*** Opening Records provided ***

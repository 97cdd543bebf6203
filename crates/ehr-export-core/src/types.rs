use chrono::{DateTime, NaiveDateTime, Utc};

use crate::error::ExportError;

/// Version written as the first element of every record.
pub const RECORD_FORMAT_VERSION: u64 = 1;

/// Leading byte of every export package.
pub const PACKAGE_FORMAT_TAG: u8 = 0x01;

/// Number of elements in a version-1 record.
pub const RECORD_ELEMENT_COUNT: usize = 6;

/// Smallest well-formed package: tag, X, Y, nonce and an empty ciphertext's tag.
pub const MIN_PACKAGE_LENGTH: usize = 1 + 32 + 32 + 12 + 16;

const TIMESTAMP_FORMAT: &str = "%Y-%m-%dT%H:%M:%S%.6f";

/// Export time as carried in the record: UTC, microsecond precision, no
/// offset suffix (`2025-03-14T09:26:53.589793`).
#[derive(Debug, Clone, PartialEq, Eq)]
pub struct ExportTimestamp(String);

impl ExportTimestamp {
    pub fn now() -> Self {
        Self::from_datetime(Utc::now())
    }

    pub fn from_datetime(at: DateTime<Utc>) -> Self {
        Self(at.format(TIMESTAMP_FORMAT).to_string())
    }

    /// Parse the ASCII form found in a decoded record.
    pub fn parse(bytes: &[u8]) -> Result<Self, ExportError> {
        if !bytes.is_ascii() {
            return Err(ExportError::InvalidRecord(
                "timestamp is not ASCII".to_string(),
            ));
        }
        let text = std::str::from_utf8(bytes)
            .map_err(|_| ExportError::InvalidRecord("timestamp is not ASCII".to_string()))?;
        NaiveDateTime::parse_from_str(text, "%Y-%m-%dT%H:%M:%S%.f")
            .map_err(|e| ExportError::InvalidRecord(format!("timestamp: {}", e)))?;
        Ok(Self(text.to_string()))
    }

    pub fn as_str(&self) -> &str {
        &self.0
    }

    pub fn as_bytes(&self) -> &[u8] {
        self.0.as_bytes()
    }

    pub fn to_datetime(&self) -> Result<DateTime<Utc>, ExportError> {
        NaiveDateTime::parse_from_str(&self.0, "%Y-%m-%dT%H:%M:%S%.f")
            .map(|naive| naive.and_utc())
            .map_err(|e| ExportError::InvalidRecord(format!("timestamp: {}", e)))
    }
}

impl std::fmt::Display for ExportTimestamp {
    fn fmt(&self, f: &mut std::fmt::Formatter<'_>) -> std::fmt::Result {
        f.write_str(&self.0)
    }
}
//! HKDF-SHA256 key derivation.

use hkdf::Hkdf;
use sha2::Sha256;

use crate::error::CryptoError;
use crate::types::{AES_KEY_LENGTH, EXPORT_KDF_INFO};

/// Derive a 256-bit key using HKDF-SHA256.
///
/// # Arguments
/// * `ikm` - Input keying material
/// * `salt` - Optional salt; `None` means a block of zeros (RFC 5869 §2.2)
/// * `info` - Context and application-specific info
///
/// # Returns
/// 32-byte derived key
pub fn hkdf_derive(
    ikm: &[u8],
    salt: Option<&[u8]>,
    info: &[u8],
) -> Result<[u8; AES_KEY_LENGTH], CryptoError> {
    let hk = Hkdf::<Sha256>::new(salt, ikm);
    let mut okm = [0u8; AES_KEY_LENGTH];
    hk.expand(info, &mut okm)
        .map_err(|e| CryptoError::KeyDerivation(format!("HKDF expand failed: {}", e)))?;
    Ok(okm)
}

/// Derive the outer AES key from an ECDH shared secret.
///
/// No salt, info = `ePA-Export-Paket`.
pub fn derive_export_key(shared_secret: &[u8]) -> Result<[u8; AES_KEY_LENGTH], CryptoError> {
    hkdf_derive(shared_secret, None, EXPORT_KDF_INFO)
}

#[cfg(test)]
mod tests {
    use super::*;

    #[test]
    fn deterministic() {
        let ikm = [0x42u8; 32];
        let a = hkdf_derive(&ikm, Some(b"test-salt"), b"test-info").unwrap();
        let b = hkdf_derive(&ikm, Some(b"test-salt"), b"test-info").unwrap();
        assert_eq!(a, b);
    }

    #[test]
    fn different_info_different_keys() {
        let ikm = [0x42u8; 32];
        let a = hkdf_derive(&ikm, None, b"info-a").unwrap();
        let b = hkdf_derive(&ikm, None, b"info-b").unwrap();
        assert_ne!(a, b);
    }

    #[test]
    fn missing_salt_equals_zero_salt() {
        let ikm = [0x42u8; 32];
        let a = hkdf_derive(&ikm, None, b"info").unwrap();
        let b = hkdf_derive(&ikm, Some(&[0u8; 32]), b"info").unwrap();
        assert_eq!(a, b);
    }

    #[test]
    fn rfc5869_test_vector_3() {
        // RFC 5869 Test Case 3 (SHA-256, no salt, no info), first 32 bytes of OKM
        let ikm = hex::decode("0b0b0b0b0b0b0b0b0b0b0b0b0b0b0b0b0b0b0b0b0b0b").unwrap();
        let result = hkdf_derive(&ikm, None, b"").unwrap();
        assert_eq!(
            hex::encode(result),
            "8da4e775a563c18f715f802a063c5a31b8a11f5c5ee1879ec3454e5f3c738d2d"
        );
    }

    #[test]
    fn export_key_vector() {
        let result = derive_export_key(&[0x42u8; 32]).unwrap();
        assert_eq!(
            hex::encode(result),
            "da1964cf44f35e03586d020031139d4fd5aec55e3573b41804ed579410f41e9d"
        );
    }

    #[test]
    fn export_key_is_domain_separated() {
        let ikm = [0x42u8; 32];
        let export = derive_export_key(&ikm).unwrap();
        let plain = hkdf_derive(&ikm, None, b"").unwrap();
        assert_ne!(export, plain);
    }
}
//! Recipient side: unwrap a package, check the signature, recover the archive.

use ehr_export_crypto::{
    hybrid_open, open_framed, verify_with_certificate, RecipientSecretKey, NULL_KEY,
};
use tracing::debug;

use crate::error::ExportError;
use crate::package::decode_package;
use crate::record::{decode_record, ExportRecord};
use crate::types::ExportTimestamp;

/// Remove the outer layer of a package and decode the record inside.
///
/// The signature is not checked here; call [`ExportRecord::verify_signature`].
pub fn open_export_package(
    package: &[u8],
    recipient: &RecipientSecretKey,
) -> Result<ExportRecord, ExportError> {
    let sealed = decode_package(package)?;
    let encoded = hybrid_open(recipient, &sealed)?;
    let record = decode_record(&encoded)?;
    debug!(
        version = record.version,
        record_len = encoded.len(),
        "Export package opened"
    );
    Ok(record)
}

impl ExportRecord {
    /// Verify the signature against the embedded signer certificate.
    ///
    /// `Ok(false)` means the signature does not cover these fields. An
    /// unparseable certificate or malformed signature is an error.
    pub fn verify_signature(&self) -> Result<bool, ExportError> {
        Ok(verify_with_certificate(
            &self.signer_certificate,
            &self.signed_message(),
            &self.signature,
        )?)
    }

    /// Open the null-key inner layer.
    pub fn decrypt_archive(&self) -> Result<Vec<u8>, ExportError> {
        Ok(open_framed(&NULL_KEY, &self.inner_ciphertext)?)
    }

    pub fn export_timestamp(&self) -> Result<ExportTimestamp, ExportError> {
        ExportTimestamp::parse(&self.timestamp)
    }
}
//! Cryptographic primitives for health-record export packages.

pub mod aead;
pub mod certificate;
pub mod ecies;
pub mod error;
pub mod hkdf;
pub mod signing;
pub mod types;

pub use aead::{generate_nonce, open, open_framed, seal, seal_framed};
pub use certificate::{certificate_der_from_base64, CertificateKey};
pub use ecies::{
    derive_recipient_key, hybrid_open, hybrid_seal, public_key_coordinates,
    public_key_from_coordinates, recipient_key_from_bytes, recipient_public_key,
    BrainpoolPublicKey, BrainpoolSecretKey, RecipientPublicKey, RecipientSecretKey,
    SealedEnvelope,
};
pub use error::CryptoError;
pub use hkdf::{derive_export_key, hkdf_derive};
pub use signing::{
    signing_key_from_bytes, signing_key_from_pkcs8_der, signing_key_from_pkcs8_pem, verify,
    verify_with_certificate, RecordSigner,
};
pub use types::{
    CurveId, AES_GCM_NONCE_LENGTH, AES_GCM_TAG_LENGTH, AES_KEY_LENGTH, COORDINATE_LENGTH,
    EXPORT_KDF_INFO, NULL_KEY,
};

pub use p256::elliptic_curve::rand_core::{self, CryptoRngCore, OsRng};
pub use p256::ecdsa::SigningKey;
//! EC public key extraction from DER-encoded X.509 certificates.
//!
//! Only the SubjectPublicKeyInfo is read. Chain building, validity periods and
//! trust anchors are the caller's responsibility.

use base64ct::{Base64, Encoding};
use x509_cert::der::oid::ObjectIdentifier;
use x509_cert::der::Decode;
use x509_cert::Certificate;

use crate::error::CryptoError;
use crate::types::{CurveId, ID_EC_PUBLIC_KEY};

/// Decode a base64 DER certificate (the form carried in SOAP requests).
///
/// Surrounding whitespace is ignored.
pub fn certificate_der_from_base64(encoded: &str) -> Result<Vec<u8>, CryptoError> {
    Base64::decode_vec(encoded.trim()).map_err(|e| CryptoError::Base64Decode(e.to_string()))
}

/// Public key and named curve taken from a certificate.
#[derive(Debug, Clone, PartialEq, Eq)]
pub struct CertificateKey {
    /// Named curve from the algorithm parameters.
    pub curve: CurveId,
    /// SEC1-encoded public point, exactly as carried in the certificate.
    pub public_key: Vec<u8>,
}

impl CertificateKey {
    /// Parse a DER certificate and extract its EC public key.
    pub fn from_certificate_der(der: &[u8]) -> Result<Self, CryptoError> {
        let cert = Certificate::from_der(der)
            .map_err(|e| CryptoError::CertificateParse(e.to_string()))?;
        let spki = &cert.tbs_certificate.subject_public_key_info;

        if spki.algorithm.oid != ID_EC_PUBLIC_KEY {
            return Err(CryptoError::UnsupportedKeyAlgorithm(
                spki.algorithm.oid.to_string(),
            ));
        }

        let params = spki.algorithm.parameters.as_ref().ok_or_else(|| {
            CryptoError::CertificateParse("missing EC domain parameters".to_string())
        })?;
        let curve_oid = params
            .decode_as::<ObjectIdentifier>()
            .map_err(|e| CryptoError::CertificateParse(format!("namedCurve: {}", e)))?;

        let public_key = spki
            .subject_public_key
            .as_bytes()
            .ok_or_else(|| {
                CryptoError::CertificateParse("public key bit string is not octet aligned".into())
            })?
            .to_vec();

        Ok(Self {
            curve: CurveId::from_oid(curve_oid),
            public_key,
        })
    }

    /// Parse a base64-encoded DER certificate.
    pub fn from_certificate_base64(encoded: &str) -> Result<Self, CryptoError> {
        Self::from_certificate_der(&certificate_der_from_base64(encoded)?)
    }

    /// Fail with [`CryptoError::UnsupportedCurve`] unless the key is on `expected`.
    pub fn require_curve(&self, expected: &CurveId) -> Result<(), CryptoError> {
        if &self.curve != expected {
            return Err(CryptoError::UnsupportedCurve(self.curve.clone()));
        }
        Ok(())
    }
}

*** Closing Records provided ***

About this exercise.
Please return exactly the lines from the one containing "pub fn require_curve(&self, expected: &CurveId)" through the end of the entries above, adding no other line.

Response area.
    pub fn require_curve(&self, expected: &CurveId) -> Result<(), CryptoError> {
        if &self.curve != expected {
            return Err(CryptoError::UnsupportedCurve(self.curve.clone()));
        }
        Ok(())
    }
}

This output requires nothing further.